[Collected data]

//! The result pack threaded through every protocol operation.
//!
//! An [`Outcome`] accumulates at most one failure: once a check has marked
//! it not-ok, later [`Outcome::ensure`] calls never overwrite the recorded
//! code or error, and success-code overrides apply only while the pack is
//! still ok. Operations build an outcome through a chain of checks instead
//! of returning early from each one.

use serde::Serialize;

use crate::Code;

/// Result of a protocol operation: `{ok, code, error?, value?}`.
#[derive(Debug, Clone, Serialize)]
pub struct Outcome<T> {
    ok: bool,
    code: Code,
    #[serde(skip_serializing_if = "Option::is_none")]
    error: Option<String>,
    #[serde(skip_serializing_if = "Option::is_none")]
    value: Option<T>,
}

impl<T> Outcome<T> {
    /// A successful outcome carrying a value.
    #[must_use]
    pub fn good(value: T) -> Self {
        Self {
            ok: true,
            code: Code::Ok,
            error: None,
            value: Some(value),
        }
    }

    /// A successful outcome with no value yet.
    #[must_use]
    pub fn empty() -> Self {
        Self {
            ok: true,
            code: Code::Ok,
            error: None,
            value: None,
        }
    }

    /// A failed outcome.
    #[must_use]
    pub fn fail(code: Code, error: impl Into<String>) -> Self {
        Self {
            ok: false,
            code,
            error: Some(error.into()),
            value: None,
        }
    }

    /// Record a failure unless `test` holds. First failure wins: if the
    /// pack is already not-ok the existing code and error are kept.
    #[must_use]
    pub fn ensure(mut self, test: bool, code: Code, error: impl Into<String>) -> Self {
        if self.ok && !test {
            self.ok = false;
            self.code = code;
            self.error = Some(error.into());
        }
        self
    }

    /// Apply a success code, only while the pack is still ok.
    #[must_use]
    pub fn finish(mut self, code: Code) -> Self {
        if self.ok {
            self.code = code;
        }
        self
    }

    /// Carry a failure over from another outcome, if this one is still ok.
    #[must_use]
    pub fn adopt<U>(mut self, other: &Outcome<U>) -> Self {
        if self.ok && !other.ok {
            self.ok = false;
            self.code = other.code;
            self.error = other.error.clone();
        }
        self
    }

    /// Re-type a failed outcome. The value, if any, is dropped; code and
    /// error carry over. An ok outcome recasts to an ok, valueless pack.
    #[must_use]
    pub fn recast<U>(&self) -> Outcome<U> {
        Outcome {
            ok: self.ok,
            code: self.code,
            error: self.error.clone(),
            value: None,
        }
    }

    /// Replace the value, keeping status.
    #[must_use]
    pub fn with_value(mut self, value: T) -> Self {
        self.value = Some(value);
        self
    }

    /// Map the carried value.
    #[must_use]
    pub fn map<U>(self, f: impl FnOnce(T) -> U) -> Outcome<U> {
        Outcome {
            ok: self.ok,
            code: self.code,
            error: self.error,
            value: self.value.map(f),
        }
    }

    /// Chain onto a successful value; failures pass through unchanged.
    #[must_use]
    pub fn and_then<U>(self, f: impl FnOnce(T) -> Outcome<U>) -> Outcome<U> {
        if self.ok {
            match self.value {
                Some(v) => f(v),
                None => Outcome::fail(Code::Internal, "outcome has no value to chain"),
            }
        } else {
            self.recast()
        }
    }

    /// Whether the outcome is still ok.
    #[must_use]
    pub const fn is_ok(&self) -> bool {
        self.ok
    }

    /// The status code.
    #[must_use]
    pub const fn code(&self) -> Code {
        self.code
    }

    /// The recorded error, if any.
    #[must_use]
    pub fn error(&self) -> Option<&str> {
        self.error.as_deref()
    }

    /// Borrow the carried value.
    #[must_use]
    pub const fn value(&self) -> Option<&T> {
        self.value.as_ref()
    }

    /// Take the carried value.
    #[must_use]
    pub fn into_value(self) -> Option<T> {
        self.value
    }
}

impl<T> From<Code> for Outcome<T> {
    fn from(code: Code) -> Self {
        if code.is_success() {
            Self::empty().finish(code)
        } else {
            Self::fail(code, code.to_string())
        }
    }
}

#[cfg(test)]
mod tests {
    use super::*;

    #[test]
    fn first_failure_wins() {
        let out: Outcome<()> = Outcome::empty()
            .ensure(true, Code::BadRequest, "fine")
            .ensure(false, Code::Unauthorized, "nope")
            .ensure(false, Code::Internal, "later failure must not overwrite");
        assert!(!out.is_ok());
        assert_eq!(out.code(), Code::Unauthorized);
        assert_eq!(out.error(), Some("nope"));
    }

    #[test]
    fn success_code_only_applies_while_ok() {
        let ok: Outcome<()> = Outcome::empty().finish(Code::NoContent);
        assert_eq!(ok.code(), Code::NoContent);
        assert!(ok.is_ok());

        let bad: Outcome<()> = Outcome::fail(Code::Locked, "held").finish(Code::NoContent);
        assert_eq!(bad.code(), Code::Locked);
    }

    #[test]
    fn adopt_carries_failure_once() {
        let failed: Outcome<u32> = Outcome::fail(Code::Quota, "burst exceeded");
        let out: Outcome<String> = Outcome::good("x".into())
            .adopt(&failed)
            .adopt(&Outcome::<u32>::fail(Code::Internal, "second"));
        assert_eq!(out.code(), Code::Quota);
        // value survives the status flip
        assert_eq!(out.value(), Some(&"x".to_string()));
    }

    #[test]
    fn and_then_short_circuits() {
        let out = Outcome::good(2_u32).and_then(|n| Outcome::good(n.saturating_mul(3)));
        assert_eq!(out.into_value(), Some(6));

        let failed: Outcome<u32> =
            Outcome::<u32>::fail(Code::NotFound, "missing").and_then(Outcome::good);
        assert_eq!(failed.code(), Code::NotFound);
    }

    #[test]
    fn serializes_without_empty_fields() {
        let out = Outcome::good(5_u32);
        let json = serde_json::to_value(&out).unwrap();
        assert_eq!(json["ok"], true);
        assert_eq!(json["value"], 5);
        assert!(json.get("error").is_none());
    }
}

**Your assignment:**
Some lines in the data above hold the string "nope". Find and copy each of them.

**Response:**
            .ensure(false, Code::Unauthorized, "nope")
        assert_eq!(out.error(), Some("nope"));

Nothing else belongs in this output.